AssemblyAI · dlange-aai · Jun 4, 2026 · Jun 4, 2026
diff --git a/package.json b/package.json
@@ -1,6 +1,6 @@
 {
   "name": "assemblyai",
-  "version": "4.34.0",
+  "version": "4.34.4",
   "description": "The AssemblyAI JavaScript SDK provides an easy-to-use interface for interacting with the AssemblyAI API, which supports async and real-time transcription, as well as the latest LeMUR models.",
   "engines": {
     "node": ">=18"

diff --git a/samples/streaming-dual-channel-mic-system/README.md b/samples/streaming-dual-channel-mic-system/README.md
@@ -109,6 +109,30 @@ between consecutive words. `channel` reliably reports the physical source
 (VAD-derived); `speaker_label` is AAI's acoustic diarization on the mixed
 mono stream. Either change is a real boundary.
 
+### Speaker revisions
+
+With `speakerLabels` enabled, the server may revise the diarization of
+_earlier_ turns once it has more context (offline reclustering). It sends a
+`SpeakerRevision` event — one message per resolve, listing only the turns whose
+labels actually changed:
+
+```ts
+transcriber.on("speakerRevision", (event) => {
+  for (const rev of event.revisions) {
+    // rev.turn_order: which earlier turn to correct
+    // rev.speaker_label: corrected turn-level label
+    // rev.words[i].speaker: corrected per-word labels
+  }
+})
+```
+
+The sample keeps each finalized turn in the DOM and, on a revision, re-renders
+the matching `turn_order` in place with the corrected labels — outlining the
+bubble in purple and appending `(revised)` to its rollup line. Revision words
+carry the new `speaker` but no client-side `channel`, so the sample merges
+speakers onto the original words by timestamp and leaves channel attribution
+untouched.
+
 ## Platform caveats
 
 - **macOS:** `getDisplayMedia({ audio: true })` does **not** capture system

diff --git a/samples/streaming-dual-channel-mic-system/index.html b/samples/streaming-dual-channel-mic-system/index.html
@@ -80,6 +80,9 @@
       #events .event-line.event-Termination {
         color: #fecaca;
       }
+      #events .event-line.event-SpeakerRevision {
+        color: #ddd6fe;
+      }
       .turn-container {
         display: flex;
         flex-direction: column;
@@ -146,6 +149,15 @@
         font-size: 0.75rem;
         padding: 0.15rem 0.5rem;
       }
+      .rollup-line.revised {
+        color: #6d28d9;
+        font-weight: bold;
+      }
+      /* A turn corrected by a later SpeakerRevision: outline its bubbles. */
+      .turn-container.revised .turn-row {
+        outline: 2px solid #8b5cf6;
+        outline-offset: 1px;
+      }
       .description {
         background: #fef9c3;
         border: 1px solid #facc15;

diff --git a/samples/streaming-dual-channel-mic-system/main.ts b/samples/streaming-dual-channel-mic-system/main.ts
@@ -219,6 +219,13 @@ async function start(): Promise<void> {
   // contiguous same-channel run within the turn) plus the rollup line on
   // end_of_turn. Keyed by turn_order so partials replace the same container.
   const turnContainers = new Map<number, HTMLElement>()
+  // Finalized turns we keep around so a later SpeakerRevision can re-render
+  // them in place. Keyed by turn_order; holds the container, its rollup line,
+  // and the last-rendered TurnEvent (so revisions merge onto known words).
+  const finalizedTurns = new Map<
+    number,
+    { container: HTMLElement; rollup: HTMLElement; turn: TurnEvent }
+  >()
   // Last committed turn-level (channel, speaker_label) composite — used to
   // detect speaker changes between consecutive *finalized turns*.

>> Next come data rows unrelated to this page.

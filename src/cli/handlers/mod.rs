// src/cli/handlers/mod.rs

// One module per CLI subcommand, plus the shared plumbing.

pub mod check;
pub mod commons;
pub mod exec;
pub mod show;
pub mod simulate;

   let lastFinalTurnComposite: string | undefined
@@ -333,13 +340,51 @@ async function start(): Promise<void> {
     } | Most active channel: ${turn.channel ?? "unknown"}`
     container.after(rollupLine)
     output.scrollTop = output.scrollHeight
+
+    // Retain the finalized turn so a later SpeakerRevision can correct it.
+    finalizedTurns.set(turn.turn_order, { container, rollup: rollupLine, turn })
+  })
+
+  // SpeakerRevision: diarization-only, emitted once per offline-recluster
+  // resolve. Each revision is an *earlier* finalized turn whose speaker labels
+  // changed — we re-render that turn in place with the corrected labels and
+  // flag it as revised. Unchanged turns are not included.

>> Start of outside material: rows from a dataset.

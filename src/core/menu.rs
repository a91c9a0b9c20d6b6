//! # Menu Tree
//!
//! The tree the host renders: separator nodes and command nodes carrying a
//! visibility validator, an enablement validator, an ordered action list and
//! owned submenus. `update` resolves the per-invocation flags, then command
//! ids are assigned to visible nodes only and used by the host to report the
//! user's choice back.

use crate::core::actions::Action;
use crate::core::properties::PropertyStore;
use crate::core::selection::SelectionContext;
use crate::core::validator::Validator;
use crate::system::fs::FileSystemProbe;

/// Sentinel command id of an invisible or not-yet-assigned node.
pub const INVALID_COMMAND_ID: u32 = 0;

/// Hard upper bound on a menu's display name length, in codepoints.
pub const DEFAULT_NAME_MAX_LENGTH: usize = 250;

/// Display icon: a path plus optional index into the file's icon resources,
/// or a file-extension hint the host resolves on its own. Display only.
#[derive(Debug, Clone, Default, PartialEq, Eq)]
pub struct Icon {
    pub path: Option<String>,
    pub index: Option<i32>,
    pub file_extension: Option<String>,
}

impl Icon {
    /// Parses the `icon` attribute form: `path` or `path,index`.
    pub fn from_spec(spec: &str) -> Self {
        let (path, index) = match spec.rsplit_once(',') {
            Some((path, index_str)) => match index_str.trim().parse::<i32>() {
                Ok(index) => (path, Some(index)),
                // Not an index: the comma belongs to the path.
                Err(_) => (spec, None),
            },
            None => (spec, None),
        };
        Self {
            path: Some(path.to_string()),
            index,
            file_extension: None,
        }
    }
}

/// Whether a node renders as a separator line or a command entry.
#[derive(Debug, Clone, Copy, PartialEq, Eq)]
pub enum MenuKind {
    Separator,
    Command,
}

/// One context-menu node.
///
/// A menu owns its actions and its submenu children; dropping it drops them.
/// The `visible`/`enabled`/`command_id` fields are invocation-scoped outputs
/// of [`Menu::update`] and [`Menu::assign_command_ids`].
#[derive(Debug, Clone)]
pub struct Menu {
    kind: MenuKind,
    name: String,
    description: String,
    name_max_length: usize,
    icon: Option<Icon>,
    command_id: u32,
    visible: bool,
    enabled: bool,
    visibility: Validator,
    validity: Validator,
    actions: Vec<Action>,
    children: Vec<Menu>,
}

impl Menu {
    /// A command node with the given raw (unexpanded) display name.
    pub fn new(name: &str) -> Self {
        Self {
            kind: MenuKind::Command,
            name: name.to_string(),
            description: String::new(),
            name_max_length: DEFAULT_NAME_MAX_LENGTH,
            icon: None,
            command_id: INVALID_COMMAND_ID,
            visible: true,
            enabled: true,
            visibility: Validator::new(),
            validity: Validator::new(),
            actions: Vec::new(),
            children: Vec::new(),
        }
    }

    /// A separator node. Name and actions carry no meaning on separators.
    pub fn separator() -> Self {
        let mut menu = Self::new("");
        menu.kind = MenuKind::Separator;
        menu
    }

    pub fn is_separator(&self) -> bool {
        self.kind == MenuKind::Separator
    }

    /// True when at least one direct child is a submenu.
    pub fn is_parent_menu(&self) -> bool {
        !self.children.is_empty()
    }

    pub fn name(&self) -> &str {
        &self.name
    }

    pub fn set_name(&mut self, name: &str) {
        self.name = name.to_string();
    }

    pub fn description(&self) -> &str {
        &self.description
    }

    pub fn set_description(&mut self, description: &str) {
        self.description = description.to_string();
    }

    pub fn name_max_length(&self) -> usize {
        self.name_max_length
    }

    /// Sets the truncation limit, clamped to `1..=250`.
    pub fn set_name_max_length(&mut self, length: usize) {
        self.name_max_length = length.clamp(1, DEFAULT_NAME_MAX_LENGTH);
    }

    pub fn icon(&self) -> Option<&Icon> {
        self.icon.as_ref()
    }

    pub fn set_icon(&mut self, icon: Icon) {
        self.icon = Some(icon);
    }

    pub fn command_id(&self) -> u32 {
        self.command_id
    }

    pub fn is_visible(&self) -> bool {
        self.visible
    }

    pub fn is_enabled(&self) -> bool {
        self.enabled
    }

    pub fn set_visibility(&mut self, visibility: Validator) {
        self.visibility = visibility;
    }

    pub fn visibility(&self) -> &Validator {
        &self.visibility
    }

    pub fn set_validity(&mut self, validity: Validator) {
        self.validity = validity;
    }

    pub fn validity(&self) -> &Validator {
        &self.validity
    }

    /// Appends an action, taking ownership. Actions run in insertion order.
    pub fn add_action(&mut self, action: Action) {
        self.actions.push(action);
    }

    pub fn actions(&self) -> &[Action] {
        &self.actions
    }

    /// Appends a submenu, taking ownership.
    pub fn add_child(&mut self, child: Menu) {
        self.children.push(child);
    }

    pub fn children(&self) -> &[Menu] {
        &self.children
    }

    /// Recomputes the visible/enabled flags for this node and every
    /// descendant.
    ///
    /// This node's own validators are evaluated first, then the children
    /// recursively; a parent menu whose submenus all ended up invisible is
    /// forced invisible even when its own visibility validator passed.
    pub fn update(
        &mut self,
        context: &SelectionContext,
        store: &PropertyStore,
        fs: &dyn FileSystemProbe,
    ) {
        self.visible = self.visibility.validate(context, store, fs);
        self.enabled = self.validity.validate(context, store, fs);

        let mut all_children_invisible = true;
        for child in &mut self.children {
            child.update(context, store, fs);
            all_children_invisible = all_children_invisible && !child.visible;
        }

        // A parent menu with no visible children renders as an empty
        // submenu arrow; suppress it entirely.
        if self.is_parent_menu() && self.visible && all_children_invisible {
            log::debug!("menu '{}' suppressed: every submenu is invisible", self.name);
            self.visible = false;
        }
    }

    /// Depth-first pre-order command id assignment over visible nodes.
    ///
    /// An invisible node (or a subtree entered with the invalid id) receives
    /// [`INVALID_COMMAND_ID`] together with all its descendants and consumes
    /// nothing. Returns the next unused id.
    pub fn assign_command_ids(&mut self, first_id: u32) -> u32 {
        let mut next_id = first_id;

        if !self.visible || first_id == INVALID_COMMAND_ID {
            self.command_id = INVALID_COMMAND_ID;
        } else {
            self.command_id = next_id;
            next_id += 1;
        }

        for child in &mut self.children {
            if self.command_id == INVALID_COMMAND_ID {
                child.assign_command_ids(INVALID_COMMAND_ID);
            } else {
                next_id = child.assign_command_ids(next_id);
            }
        }

        next_id
    }

    /// Pre-order search for the node holding the given command id.
    pub fn find_menu_by_command_id(&self, command_id: u32) -> Option<&Menu> {
        if self.command_id == command_id {
            return Some(self);
        }
        self.children
            .iter()
            .find_map(|child| child.find_menu_by_command_id(command_id))
    }

    /// Truncates an already-expanded display string to the configured limit,
    /// counting Unicode codepoints rather than bytes.
    ///
    /// Strings whose original length exceeds the global maximum get a
    /// literal `"..."` marker appended after truncation.
    pub fn truncate_name(&self, value: &str) -> String {
        if self.name_max_length == 0 {
            return value.to_string();
        }
        let codepoints = value.chars().count();
        if codepoints <= self.name_max_length {
            return value.to_string();
        }

        let mut truncated: String = value.chars().take(self.name_max_length).collect();
        if codepoints > DEFAULT_NAME_MAX_LENGTH {
            truncated.push_str("...");
        }
        truncated
    }

    /// The property-expanded, truncated string the host should render.
    pub fn display_name(&self, store: &PropertyStore) -> String {
        self.truncate_name(&store.expand(&self.name))
    }
}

+  transcriber.on("speakerRevision", (event) => {
+    logEvent("SpeakerRevision", event)
+    for (const rev of event.revisions) {
+      const entry = finalizedTurns.get(rev.turn_order)
+      if (!entry) continue // turn isn't in view (e.g. session was reset)
+
+      // Revision words carry the corrected `speaker` but no client-side
+      // `channel` attribution, so merge speakers onto the original words by
+      // timestamp and keep each word's channel/channelResolved intact.

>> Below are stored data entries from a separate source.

//! # Filesystem Probe
//!
//! Existence and classification checks sit behind a trait so evaluation code
//! can run against stub filesystems in tests and richer host metadata in
//! embedders. The default implementation answers from `std::fs` plus path
//! shape.

use std::path::Path;

/// Kind of drive a path resides on.
#[derive(Debug, Clone, Copy, PartialEq, Eq)]
pub enum DriveKind {
    /// A local fixed disk (`C:\...`).
    Fixed,
    /// A network location (UNC path or mapped remote drive).
    Network,
    /// Recognized as a drive, but neither fixed nor network (optical,
    /// removable, RAM disk).
    Other,
}

/// Synchronous filesystem questions the evaluation core asks.
///
/// All calls are blocking with no timeout semantics; callers treat them as
/// potentially slow.
pub trait FileSystemProbe {
    /// True when the path exists, whatever it is.
    fn path_exists(&self, path: &str) -> bool;

    /// True when the path exists and is a regular file.
    fn is_file(&self, path: &str) -> bool;

    /// True when the path exists and is a directory.
    fn is_directory(&self, path: &str) -> bool;

    /// The kind of drive the path resides on, when one can be determined.
    fn drive_kind(&self, path: &str) -> Option<DriveKind>;
}

/// Probe answering from the local filesystem.
///
/// Drive classification is derived from path shape alone: UNC prefixes map
/// to [`DriveKind::Network`], drive-letter prefixes to [`DriveKind::Fixed`].
/// Hosts with access to real OS drive-type queries should supply their own
/// [`FileSystemProbe`] when that distinction matters.
#[derive(Debug, Default, Clone, Copy)]
pub struct LocalFileSystem;

impl FileSystemProbe for LocalFileSystem {
    fn path_exists(&self, path: &str) -> bool {
        Path::new(path).exists()
    }

    fn is_file(&self, path: &str) -> bool {
        Path::new(path).is_file()
    }

    fn is_directory(&self, path: &str) -> bool {
        Path::new(path).is_dir()
    }

    fn drive_kind(&self, path: &str) -> Option<DriveKind> {
        if path.starts_with(r"\\") || path.starts_with("//") {
            return Some(DriveKind::Network);
        }
        let mut chars = path.chars();
        match (chars.next(), chars.next()) {
            (Some(letter), Some(':')) if letter.is_ascii_alphabetic() => Some(DriveKind::Fixed),
            _ => None,
        }
    }
}

#[cfg(test)]
mod tests {
    use super::*;
    use std::fs;

    #[test]
    fn test_drive_kind_from_path_shape() {
        let fs = LocalFileSystem;
        assert_eq!(fs.drive_kind(r"C:\Windows\notepad.exe"), Some(DriveKind::Fixed));
        assert_eq!(fs.drive_kind("d:"), Some(DriveKind::Fixed));
        assert_eq!(fs.drive_kind(r"\\server\share\file.dat"), Some(DriveKind::Network));
        assert_eq!(fs.drive_kind("//server/share"), Some(DriveKind::Network));
        assert_eq!(fs.drive_kind("relative/path.txt"), None);
        assert_eq!(fs.drive_kind("/tmp/file.txt"), None);
        assert_eq!(fs.drive_kind(""), None);
    }

    #[test]
    fn test_local_filesystem_answers() {
        let probe = LocalFileSystem;
        let dir = tempfile::tempdir().unwrap();
        let file_path = dir.path().join("probe.txt");
        fs::write(&file_path, "contents").unwrap();

        let dir_str = dir.path().to_string_lossy().to_string();
        let file_str = file_path.to_string_lossy().to_string();
        let missing = dir.path().join("missing.txt").to_string_lossy().to_string();

        assert!(probe.path_exists(&dir_str));
        assert!(probe.path_exists(&file_str));
        assert!(!probe.path_exists(&missing));

        assert!(probe.is_file(&file_str));
        assert!(!probe.is_file(&dir_str));

        assert!(probe.is_directory(&dir_str));
        assert!(!probe.is_directory(&file_str));
    }
}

+      const speakerByStart = new Map(rev.words.map((w) => [w.start, w.speaker]))
+      const revisedWords = entry.turn.words.map((w) => ({
+        ...w,
+        speaker: speakerByStart.get(w.start) ?? w.speaker,
+      }))
+      entry.turn = {
+        ...entry.turn,
+        speaker_label: rev.speaker_label ?? entry.turn.speaker_label,
+        words: revisedWords,
+      }
+
+      renderTurnContainer(entry.container, entry.turn, true)
+      entry.container.classList.add("revised")
+      entry.rollup.className = "rollup-line revised"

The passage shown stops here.